(Stored data)
== Segment start ==

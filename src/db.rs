use rusqlite::functions::FunctionFlags;
use rusqlite::{Connection, OptionalExtension};
use std::path::Path;
use std::time::Duration;

pub const STORE_FILE: &str = "school.sqlite3";

/// `fold(x)`: Unicode lowercase for case-insensitive search. The built-in
/// `lower()` only folds ASCII.
fn register_fold(conn: &Connection) -> rusqlite::Result<()> {
    conn.create_scalar_function(
        "fold",
        1,
        FunctionFlags::SQLITE_UTF8 | FunctionFlags::SQLITE_DETERMINISTIC,
        |ctx| Ok(ctx.get::<Option<String>>(0)?.map(|s| s.to_lowercase())),
    )
}

pub fn open_db(workspace: &Path) -> anyhow::Result<Connection> {
    std::fs::create_dir_all(workspace)?;
    let db_path = workspace.join(STORE_FILE);
    let conn = Connection::open(db_path)?;
    conn.busy_timeout(Duration::from_secs(5))?;
    conn.execute("PRAGMA foreign_keys = ON", [])?;
    register_fold(&conn)?;

    conn.execute(
        "CREATE TABLE IF NOT EXISTS settings(
            key TEXT PRIMARY KEY,
            value_json TEXT NOT NULL
        )",
        [],
    )?;

    conn.execute(
        "CREATE TABLE IF NOT EXISTS grades(
            id INTEGER PRIMARY KEY AUTOINCREMENT,
            level INTEGER NOT NULL UNIQUE
        )",
        [],
    )?;

    conn.execute(
        "CREATE TABLE IF NOT EXISTS subjects(
            id INTEGER PRIMARY KEY AUTOINCREMENT,
            name TEXT NOT NULL UNIQUE
        )",
        [],
    )?;

    conn.execute(
        "CREATE TABLE IF NOT EXISTS teachers(
            id TEXT PRIMARY KEY,
            username TEXT NOT NULL UNIQUE,
            name TEXT NOT NULL,
            surname TEXT NOT NULL,
            email TEXT UNIQUE,
            phone TEXT,
            address TEXT NOT NULL,
            img TEXT,
            blood_type TEXT NOT NULL,
            sex TEXT NOT NULL CHECK (sex IN ('MALE', 'FEMALE')),
            birthday TEXT NOT NULL,
            created_at TEXT NOT NULL DEFAULT (strftime('%Y-%m-%dT%H:%M:%f', 'now'))
        )",
        [],
    )?;

    conn.execute(
        "CREATE TABLE IF NOT EXISTS teacher_subjects(
            teacher_id TEXT NOT NULL,
            subject_id INTEGER NOT NULL,
            PRIMARY KEY(teacher_id, subject_id),
            FOREIGN KEY(teacher_id) REFERENCES teachers(id),
            FOREIGN KEY(subject_id) REFERENCES subjects(id)
        )",
        [],
    )?;
    conn.execute(
        "CREATE INDEX IF NOT EXISTS idx_teacher_subjects_subject ON teacher_subjects(subject_id)",
        [],
    )?;

    conn.execute(
        "CREATE TABLE IF NOT EXISTS parents(
            id TEXT PRIMARY KEY,
            username TEXT NOT NULL UNIQUE,
            name TEXT NOT NULL,
            surname TEXT NOT NULL,
            email TEXT UNIQUE,
            phone TEXT,
            address TEXT NOT NULL,
            created_at TEXT NOT NULL DEFAULT (strftime('%Y-%m-%dT%H:%M:%f', 'now'))
        )",
        [],
    )?;

    conn.execute(
        "CREATE TABLE IF NOT EXISTS classes(
            id INTEGER PRIMARY KEY AUTOINCREMENT,
            name TEXT NOT NULL UNIQUE,
            capacity INTEGER NOT NULL CHECK (capacity >= 1),
            grade_id INTEGER NOT NULL,
            supervisor_id TEXT,
            created_at TEXT NOT NULL DEFAULT (strftime('%Y-%m-%dT%H:%M:%f', 'now')),
            FOREIGN KEY(grade_id) REFERENCES grades(id),
            FOREIGN KEY(supervisor_id) REFERENCES teachers(id)
        )",
        [],
    )?;
    conn.execute(
        "CREATE INDEX IF NOT EXISTS idx_classes_supervisor ON classes(supervisor_id)",
        [],
    )?;

    conn.execute(
        "CREATE TABLE IF NOT EXISTS students(
            id TEXT PRIMARY KEY,
            username TEXT NOT NULL UNIQUE,
            name TEXT NOT NULL,
            surname TEXT NOT NULL,
            email TEXT UNIQUE,
            phone TEXT,
            address TEXT NOT NULL,
            img TEXT,
            blood_type TEXT NOT NULL,
            sex TEXT NOT NULL CHECK (sex IN ('MALE', 'FEMALE')),
            birthday TEXT NOT NULL,
            grade_id INTEGER NOT NULL,
            class_id INTEGER NOT NULL,
            parent_id TEXT NOT NULL,
            created_at TEXT NOT NULL DEFAULT (strftime('%Y-%m-%dT%H:%M:%f', 'now')),
            FOREIGN KEY(grade_id) REFERENCES grades(id),
            FOREIGN KEY(class_id) REFERENCES classes(id),
            FOREIGN KEY(parent_id) REFERENCES parents(id)
        )",
        [],
    )?;
    conn.execute(
        "CREATE INDEX IF NOT EXISTS idx_students_class ON students(class_id)",
        [],
    )?;
    conn.execute(
        "CREATE INDEX IF NOT EXISTS idx_students_parent ON students(parent_id)",
        [],
    )?;

    // Capacity is a store-level constraint as well: the gatekeeper's conditional
    // insert covers the common path, these triggers cover every other writer.
    conn.execute(
        "CREATE TRIGGER IF NOT EXISTS trg_students_capacity_insert
         BEFORE INSERT ON students
         WHEN (SELECT COUNT(*) FROM students WHERE class_id = NEW.class_id)
              >= (SELECT capacity FROM classes WHERE id = NEW.class_id)
         BEGIN
           SELECT RAISE(ABORT, 'class_full');
         END",
        [],
    )?;
    conn.execute(
        "CREATE TRIGGER IF NOT EXISTS trg_students_capacity_update
         BEFORE UPDATE OF class_id ON students
         WHEN NEW.class_id <> OLD.class_id
          AND (SELECT COUNT(*) FROM students WHERE class_id = NEW.class_id)
              >= (SELECT capacity FROM classes WHERE id = NEW.class_id)
         BEGIN
           SELECT RAISE(ABORT, 'class_full');
         END",
        [],
    )?;

    conn.execute(
        "CREATE TABLE IF NOT EXISTS lessons(
            id INTEGER PRIMARY KEY AUTOINCREMENT,
            name TEXT NOT NULL,
            day TEXT NOT NULL CHECK (day IN ('MONDAY', 'TUESDAY', 'WEDNESDAY', 'THURSDAY', 'FRIDAY')),
            start_time TEXT NOT NULL,
            end_time TEXT NOT NULL,
            subject_id INTEGER NOT NULL,
            class_id INTEGER NOT NULL,
            teacher_id TEXT NOT NULL,
            FOREIGN KEY(subject_id) REFERENCES subjects(id),
            FOREIGN KEY(class_id) REFERENCES classes(id),
            FOREIGN KEY(teacher_id) REFERENCES teachers(id)
        )",
        [],
    )?;
    conn.execute(
        "CREATE INDEX IF NOT EXISTS idx_lessons_teacher ON lessons(teacher_id)",
        [],
    )?;
    conn.execute(
        "CREATE INDEX IF NOT EXISTS idx_lessons_class ON lessons(class_id)",
        [],
    )?;

    conn.execute(
        "CREATE TABLE IF NOT EXISTS exams(
            id INTEGER PRIMARY KEY AUTOINCREMENT,
            title TEXT NOT NULL,
            start_time TEXT NOT NULL,
            end_time TEXT NOT NULL,
            lesson_id INTEGER NOT NULL,
            FOREIGN KEY(lesson_id) REFERENCES lessons(id)
        )",
        [],
    )?;
    conn.execute(
        "CREATE INDEX IF NOT EXISTS idx_exams_lesson ON exams(lesson_id)",
        [],
    )?;

    conn.execute(
        "CREATE TABLE IF NOT EXISTS assignments(
            id INTEGER PRIMARY KEY AUTOINCREMENT,
            title TEXT NOT NULL,
            start_date TEXT NOT NULL,
            due_date TEXT NOT NULL,
            lesson_id INTEGER NOT NULL,
            FOREIGN KEY(lesson_id) REFERENCES lessons(id)
        )",
        [],
    )?;
    conn.execute(
        "CREATE INDEX IF NOT EXISTS idx_assignments_lesson ON assignments(lesson_id)",
        [],
    )?;

    conn.execute(
        "CREATE TABLE IF NOT EXISTS results(
            id INTEGER PRIMARY KEY AUTOINCREMENT,
            score REAL NOT NULL,
            exam_id INTEGER,
            assignment_id INTEGER,
            student_id TEXT NOT NULL,
            CHECK ((exam_id IS NULL) <> (assignment_id IS NULL)),
            FOREIGN KEY(exam_id) REFERENCES exams(id),
            FOREIGN KEY(assignment_id) REFERENCES assignments(id),
            FOREIGN KEY(student_id) REFERENCES students(id)
        )",
        [],
    )?;
    conn.execute(
        "CREATE INDEX IF NOT EXISTS idx_results_student ON results(student_id)",
        [],
    )?;

    conn.execute(
        "CREATE TABLE IF NOT EXISTS attendance(
            id INTEGER PRIMARY KEY AUTOINCREMENT,
            date TEXT NOT NULL,
            present INTEGER NOT NULL,
            student_id TEXT NOT NULL,
            lesson_id INTEGER NOT NULL,
            FOREIGN KEY(student_id) REFERENCES students(id),
            FOREIGN KEY(lesson_id) REFERENCES lessons(id)
        )",
        [],
    )?;
    conn.execute(
        "CREATE INDEX IF NOT EXISTS idx_attendance_student ON attendance(student_id)",
        [],
    )?;
    conn.execute(
        "CREATE INDEX IF NOT EXISTS idx_attendance_lesson ON attendance(lesson_id)",
        [],
    )?;

    conn.execute(
        "CREATE TABLE IF NOT EXISTS announcements(
            id INTEGER PRIMARY KEY AUTOINCREMENT,
            title TEXT NOT NULL,
            description TEXT NOT NULL,
            date TEXT NOT NULL,
            class_id INTEGER,
            FOREIGN KEY(class_id) REFERENCES classes(id)
        )",
        [],
    )?;

    conn.execute(
        "CREATE TABLE IF NOT EXISTS events(
            id INTEGER PRIMARY KEY AUTOINCREMENT,
            title TEXT NOT NULL,
            description TEXT NOT NULL,
            start_time TEXT NOT NULL,
            end_time TEXT NOT NULL,
            class_id INTEGER,
            FOREIGN KEY(class_id) REFERENCES classes(id)
        )",
        [],
    )?;
    conn.execute(
        "CREATE INDEX IF NOT EXISTS idx_events_start ON events(start_time)",
        [],
    )?;

    Ok(conn)
}

pub fn settings_get_json(conn: &Connection, key: &str) -> anyhow::Result<Option<serde_json::Value>> {
    let raw: Option<String> = conn
        .query_row(
            "SELECT value_json FROM settings WHERE key = ?",
            [key],
            |r| r.get(0),
        )
        .optional()?;
    match raw {
        Some(s) => Ok(Some(serde_json::from_str(&s)?)),
        None => Ok(None),
    }
}

pub fn settings_set_json(
    conn: &Connection,
    key: &str,
    value: &serde_json::Value,
) -> anyhow::Result<()> {
    conn.execute(
        "INSERT INTO settings(key, value_json) VALUES(?, ?)
         ON CONFLICT(key) DO UPDATE SET value_json = excluded.value_json",
        (key, serde_json::to_string(value)?),
    )?;
    Ok(())
}
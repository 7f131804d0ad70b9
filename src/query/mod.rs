//! Role-scoped list queries.
//!
//! A list request is turned into `(predicate, order, window)` in four steps:
//! filters from the raw parameters, the role scope for the caller, the sort
//! order, and the page window. [`list::run`] then executes the page fetch and
//! the total count inside one read transaction.

pub mod entity;
pub mod filter;
pub mod list;
pub mod page;
pub mod params;
pub mod scope;
pub mod sort;

pub use entity::EntityKind;
pub use list::{build, run};
pub use params::QueryParams;
pub use sort::SortOrder;

#[derive(Debug, thiserror::Error)]
pub enum QueryError {
    #[error("params must be an object")]
    NotAnObject,
    #[error("{key} must be an integer (got {value:?})")]
    NotAnInteger { key: String, value: String },
    #[error(transparent)]
    Store(#[from] rusqlite::Error),
}

impl QueryError {
    pub fn code(&self) -> &'static str {
        match self {
            QueryError::NotAnObject | QueryError::NotAnInteger { .. } => "bad_params",
            QueryError::Store(_) => "db_query_failed",
        }
    }
}
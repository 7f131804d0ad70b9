//! Personal notes kept as JSON documents in `notes.sqlite3`.

use chrono::{SecondsFormat, Utc};
use rusqlite::{Connection, OptionalExtension};
use serde::{Deserialize, Serialize};
use std::path::Path;
use uuid::Uuid;

pub const NOTES_FILE: &str = "notes.sqlite3";

#[derive(Debug, Clone, PartialEq, Serialize, Deserialize)]
#[serde(rename_all = "camelCase")]
pub struct Note {
    pub title: String,
    pub content: String,
    pub user_id: String,
    pub timestamp: String,
}

#[derive(Debug, thiserror::Error)]
pub enum NoteError {
    #[error("{0} must not be empty")]
    Empty(&'static str),
    #[error("note not found")]
    NotFound,
    #[error("notes store: {0}")]
    Store(#[from] rusqlite::Error),
    #[error("notes document: {0}")]
    Document(#[from] serde_json::Error),
}

impl NoteError {
    pub fn code(&self) -> &'static str {
        match self {
            NoteError::Empty(_) => "bad_params",
            NoteError::NotFound => "not_found",
            NoteError::Store(_) | NoteError::Document(_) => "db_update_failed",
        }
    }
}

pub struct NoteStore {
    conn: Connection,
}

fn now_stamp() -> String {
    Utc::now().to_rfc3339_opts(SecondsFormat::Millis, true)
}

fn check(title: &str, content: &str) -> Result<(), NoteError> {
    if title.trim().is_empty() {
        return Err(NoteError::Empty("title"));
    }
    if content.trim().is_empty() {
        return Err(NoteError::Empty("content"));
    }
    Ok(())
}

impl NoteStore {
    pub fn open(workspace: &Path) -> anyhow::Result<Self> {
        std::fs::create_dir_all(workspace)?;
        let conn = Connection::open(workspace.join(NOTES_FILE))?;
        conn.busy_timeout(std::time::Duration::from_secs(5))?;
        conn.execute(
            "CREATE TABLE IF NOT EXISTS documents(
                id TEXT PRIMARY KEY,
                owner TEXT NOT NULL,
                body TEXT NOT NULL
            )",
            [],
        )?;
        conn.execute(
            "CREATE INDEX IF NOT EXISTS idx_documents_owner ON documents(owner)",
            [],
        )?;
        Ok(Self { conn })
    }

    /// The owner's notes, oldest first.
    pub fn list(&self, owner: &str) -> Result<Vec<(String, Note)>, NoteError> {
        let mut stmt = self
            .conn
            .prepare("SELECT id, body FROM documents WHERE owner = ?")?;
        let raw = stmt
            .query_map([owner], |r| Ok((r.get::<_, String>(0)?, r.get::<_, String>(1)?)))?
            .collect::<Result<Vec<_>, _>>()?;
        let mut notes = raw
            .into_iter()
            .map(|(id, body)| Ok((id, serde_json::from_str::<Note>(&body)?)))
            .collect::<Result<Vec<_>, NoteError>>()?;
        notes.sort_by(|a, b| a.1.timestamp.cmp(&b.1.timestamp).then_with(|| a.0.cmp(&b.0)));
        Ok(notes)
    }

    pub fn create(&self, owner: &str, title: &str, content: &str) -> Result<(String, Note), NoteError> {
        check(title, content)?;
        let note = Note {
            title: title.trim().to_string(),
            content: content.to_string(),
            user_id: owner.to_string(),
            timestamp: now_stamp(),
        };
        let id = Uuid::new_v4().to_string();
        self.conn.execute(
            "INSERT INTO documents(id, owner, body) VALUES(?, ?, ?)",
            (&id, owner, serde_json::to_string(&note)?),
        )?;
        Ok((id, note))
    }

    fn owned(&self, owner: &str, id: &str) -> Result<Note, NoteError> {
        let body: Option<String> = self
            .conn
            .query_row(
                "SELECT body FROM documents WHERE id = ? AND owner = ?",
                (id, owner),
                |r| r.get(0),
            )
            .optional()?;
        match body {
            Some(b) => Ok(serde_json::from_str(&b)?),
            None => Err(NoteError::NotFound),
        }
    }

    pub fn update(&self, owner: &str, id: &str, title: &str, content: &str) -> Result<Note, NoteError> {
        check(title, content)?;
        let mut note = self.owned(owner, id)?;
        note.title = title.trim().to_string();
        note.content = content.to_string();
        note.timestamp = now_stamp();
        self.conn.execute(
            "UPDATE documents SET body = ? WHERE id = ? AND owner = ?",
            (serde_json::to_string(&note)?, id, owner),
        )?;
        Ok(note)
    }

    pub fn delete(&self, owner: &str, id: &str) -> Result<(), NoteError> {
        let n = self
            .conn
            .execute("DELETE FROM documents WHERE id = ? AND owner = ?", (id, owner))?;
        if n == 0 {
            return Err(NoteError::NotFound);
        }
        Ok(())
    }
}
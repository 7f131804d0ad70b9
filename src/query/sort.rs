use serde::{Deserialize, Serialize};

#[derive(Debug, Clone, Copy, PartialEq, Eq, Serialize, Deserialize, Default)]
#[serde(rename_all = "lowercase")]
pub enum SortOrder {
    #[default]
    Asc,
    Desc,
}

impl SortOrder {
    pub fn parse(s: &str) -> Option<Self> {
        match s.trim().to_ascii_lowercase().as_str() {
            "asc" => Some(SortOrder::Asc),
            "desc" => Some(SortOrder::Desc),
            _ => None,
        }
    }

    /// Absent or unrecognised values fall back to `default`.
    pub fn resolve(raw: Option<&str>, default: SortOrder) -> Self {
        raw.and_then(Self::parse).unwrap_or(default)
    }

    pub fn toggled(self) -> Self {
        match self {
            SortOrder::Asc => SortOrder::Desc,
            SortOrder::Desc => SortOrder::Asc,
        }
    }

    pub fn as_str(self) -> &'static str {
        match self {
            SortOrder::Asc => "asc",
            SortOrder::Desc => "desc",
        }
    }

    pub fn as_sql(self) -> &'static str {
        match self {
            SortOrder::Asc => "ASC",
            SortOrder::Desc => "DESC",
        }
    }
}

== Segment end ==

TASK ITEM: Please give the number of lines above that contain the string "timestamp", and nothing more.

SOLUTION TO THIS PROBLEM: 4